As Morocco hosts the FIFA Club World Cup, members of the Winners 2005 fan group describe their football club as “a source of hope, of life”.
Casablanca, Morocco – In Casablanca’s old town, labels and murals reflecting the past and present of Wydad AC Football Club can be found everywhere.
The team’s die-hard fans are known as some of the most passionate and organized in the world, known for their “push”: choreographed displays of support involving huge banners and flags.
Those fans are preparing to cheer on this year’s African Champions League winners, who will face Saudi Arabia’s Al Hilal on Saturday in the second round of the FIFA Club World Cup, which kicked off this week in Morocco.
“We are ‘ultras,'” a member of the Winners 2005 fan group, who did not want to give his name, tells me.
Our job is to represent the club.
The name Winners 2005 reflects the year in which the so-called “ultras” culture became popular in Morocco. The term “ultra” was first used in Italy, but is now associated with any fanatical group of supporters.
Despite being relatively young and mostly students, the members of Winners 2005 are imbued with a deep sense of the club’s decade-long history and what it means to be a Wydad fan.
“This team is about resistance,” said another supporter. “Resistance and Nationalism. Our grandparents fought to make this club. We continue this fight.”
It is Wydad’s origin story that informs the feelings the team inspires in its supporters.
During the French occupation, access to sports facilities in Morocco was limited, so some residents of the country decided in the mid-1930s to create their own club. Wydad Athletic Club started as a water polo team but quickly grew into soccer. The country became a symbol of the nationalist movement whenever it played.
“Wydad is a source of hope, a source of life,” said Mohamed Zanun, a Wydad fan who has followed the team for more than 50 years.
“It gives me a vision of a beautiful world; it’s how I breathe, how I forget my problems,” he added.
“After a week of work, I’m going on an adventure with my love. It is a love that can only be understood by those who have grown up with the club.”

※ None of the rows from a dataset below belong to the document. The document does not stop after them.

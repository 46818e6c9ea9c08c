//! Workflow service: the operation surface of the approval core
//!
//! Wraps the executor with definition and instance lifecycle
//! management. Definitions are structurally frozen once any instance
//! references them, a content item carries at most one active
//! instance, and definition names are unique. The HTTP layer that
//! fronts this service lives outside this repository.

use crate::executor::{Caller, TransitionExecutor, TransitionOutcome};
use crate::ports::{AuditSink, ContentPublisher, MetricsRecorder, WorkflowRepository};
use crate::state_graph::StateGraph;
use std::sync::Arc;
use workflow_types::{
    ContentId, DefinitionId, InstanceId, TransitionRule, WorkflowDefinition, WorkflowError,
    WorkflowInstance, WorkflowResult, WorkflowState,
};

/// Operation surface for definitions, instances, and transitions
pub struct WorkflowService<R, P, A> {
    repository: Arc<R>,
    executor: TransitionExecutor<R, P, A>,
}

impl<R, P, A> WorkflowService<R, P, A>
where
    R: WorkflowRepository,
    P: ContentPublisher,
    A: AuditSink,
{
    pub fn new(repository: Arc<R>, publisher: Arc<P>, audit: Arc<A>) -> Self {
        let executor = TransitionExecutor::new(repository.clone(), publisher, audit);
        Self {
            repository,
            executor,
        }
    }

    pub fn with_metrics(mut self, metrics: Arc<dyn MetricsRecorder>) -> Self {
        self.executor = self.executor.with_metrics(metrics);
        self
    }

    // ── Definitions ──────────────────────────────────────────────────

    /// Persist a new definition after validating it structurally.
    ///
    /// The name must be unique across definitions.
    pub async fn create_definition(
        &self,
        definition: WorkflowDefinition,
    ) -> WorkflowResult<DefinitionId> {
        definition.validate()?;
        if let Some(existing) = self
            .repository
            .find_definition_by_name(&definition.name)
            .await?
        {
            if existing.id != definition.id {
                return Err(WorkflowError::Validation(format!(
                    "a workflow definition named '{}' already exists",
                    definition.name
                )));
            }
        }
        self.repository.save_definition(&definition).await?;
        tracing::info!(
            definition_id = %definition.id,
            name = %definition.name,
            states = definition.state_count(),
            rules = definition.rule_count(),
            "Workflow definition created"
        );
        Ok(definition.id)
    }

    pub async fn get_definition(&self, id: &DefinitionId) -> WorkflowResult<WorkflowDefinition> {
        self.repository.load_definition(id).await
    }

    /// Add a state to an existing definition.
    ///
    /// Structural edits are refused once any instance references the
    /// definition; instances would otherwise observe a graph that
    /// shifted underneath them.
    pub async fn add_state(
        &self,
        definition_id: &DefinitionId,
        state: WorkflowState,
    ) -> WorkflowResult<()> {
        let mut definition = self.load_mutable_definition(definition_id).await?;
        definition.add_state(state)?;
        definition.validate()?;
        self.repository.save_definition(&definition).await
    }

    /// Add a transition rule to an existing definition.
    ///
    /// Subject to the same structural freeze as [`Self::add_state`].
    pub async fn add_rule(
        &self,
        definition_id: &DefinitionId,
        rule: TransitionRule,
    ) -> WorkflowResult<()> {
        let mut definition = self.load_mutable_definition(definition_id).await?;
        definition.add_rule(rule)?;
        self.repository.save_definition(&definition).await
    }

    /// Delete a definition. Refused while any instance references it.
    pub async fn delete_definition(&self, id: &DefinitionId) -> WorkflowResult<()> {
        if self.repository.has_instances(id).await? {
            return Err(WorkflowError::Validation(format!(
                "definition '{}' is referenced by workflow instances",
                id
            )));
        }
        self.repository.delete_definition(id).await?;
        tracing::info!(definition_id = %id, "Workflow definition deleted");
        Ok(())
    }

    async fn load_mutable_definition(
        &self,
        id: &DefinitionId,
    ) -> WorkflowResult<WorkflowDefinition> {
        let definition = self.repository.load_definition(id).await?;
        if self.repository.has_instances(id).await? {
            return Err(WorkflowError::Validation(format!(
                "definition '{}' is structurally frozen: instances reference it",
                id
            )));
        }
        Ok(definition)
    }

    // ── Instances ────────────────────────────────────────────────────

    /// Start a workflow instance for a content item.
    ///
    /// The definition must be active; the content item must not
    /// already have an active instance.
    pub async fn create_instance(
        &self,
        definition_id: &DefinitionId,
        content_id: ContentId,
        content_name: &str,
        content_type: &str,
        created_by: &str,
    ) -> WorkflowResult<WorkflowInstance> {
        let definition = self.repository.load_definition(definition_id).await?;
        if !definition.is_active {
            return Err(WorkflowError::Validation(format!(
                "definition '{}' is inactive and cannot spawn instances",
                definition_id
            )));
        }
        let graph = StateGraph::build(&definition)?;

        if let Some(existing) = self
            .repository
            .active_instance_for_content(&content_id)
            .await?
        {
            return Err(WorkflowError::Validation(format!(
                "content '{}' already has active workflow instance '{}'",
                content_id, existing.id
            )));
        }

        let instance = WorkflowInstance::new(
            definition_id.clone(),
            graph.initial_state().id.clone(),
            content_id,
            content_name,
            content_type,
            created_by,
        );
        self.repository.save_instance(&instance, 0).await?;
        tracing::info!(
            instance_id = %instance.id,
            definition_id = %definition_id,
            content_id = %instance.content_id,
            "Workflow instance created"
        );
        Ok(instance)
    }

    pub async fn get_instance(&self, id: &InstanceId) -> WorkflowResult<WorkflowInstance> {
        self.repository.load_instance(id).await
    }

    /// The active instance currently governing a content item
    pub async fn instance_for_content(
        &self,
        content_id: &ContentId,
    ) -> WorkflowResult<Option<WorkflowInstance>> {
        self.repository.active_instance_for_content(content_id).await
    }

    /// Cancel an instance without touching its content item
    pub async fn cancel_instance(&self, id: &InstanceId) -> WorkflowResult<WorkflowInstance> {
        let mut instance = self.repository.load_instance(id).await?;
        if !instance.is_active() {
            return Err(WorkflowError::Validation(format!(
                "instance '{}' is not active",
                id
            )));
        }
        let expected = instance.version;
        instance.cancel();
        instance.version = expected + 1;
        self.repository.save_instance(&instance, expected).await?;
        tracing::info!(instance_id = %id, "Workflow instance cancelled");
        Ok(instance)
    }

    // ── Transitions ──────────────────────────────────────────────────

    /// Active rules leaving the instance's current state, in sort
    /// order. Role gates are not applied here; callers see every edge
    /// and authorization happens at apply time.
    pub async fn available_transitions(
        &self,
        instance_id: &InstanceId,
    ) -> WorkflowResult<Vec<TransitionRule>> {
        let instance = self.repository.load_instance(instance_id).await?;
        let definition = self.repository.load_definition(&instance.definition_id).await?;
        let graph = StateGraph::build(&definition)?;
        Ok(graph
            .outgoing_rules(&instance.current_state)
            .into_iter()
            .cloned()
            .collect())
    }

    /// Apply a transition rule on behalf of a caller
    pub async fn apply_transition(
        &self,
        instance_id: &InstanceId,
        rule_id: &workflow_types::RuleId,
        caller: &Caller,
        comment: Option<&str>,
    ) -> WorkflowResult<TransitionOutcome> {
        self.executor
            .apply_transition(instance_id, rule_id, caller, comment)
            .await
    }

    /// Reject the instance back to its definition's initial state
    pub async fn reject(
        &self,
        instance_id: &InstanceId,
        caller: &Caller,
        comment: Option<&str>,
    ) -> WorkflowResult<TransitionOutcome> {
        self.executor.reject(instance_id, caller, comment).await
    }
}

When I suggested to another supporter, Mohamed Kiddy, that the fans were Wydad’s 12th man, his response was laughter.
“Not on the 12th – no, no, no,” he said. “We are the first.”
Wydad are Morocco’s most successful side, with 22 league titles to their name, but this is only their second appearance at the Club World Cup.
The 19th edition of the tournament brings together the respective champions of each of FIFA’s six premier regional competitions along with the host nation’s league champions.
In addition to Vidad and Al Hilal, this year the teams Flamengo (Brazil) are participating; Al Ahly (Egypt); Auckland City (New Zealand); Real Madrid (Spain); and Seattle Sounders (USA).
“We are the champions of Africa and we are not afraid of anyone,” Kiddy said before the meeting with Al Hilal.
“Playing in Morocco gives us a big advantage. Not only Wydad fans will support the team, but also the whole country.”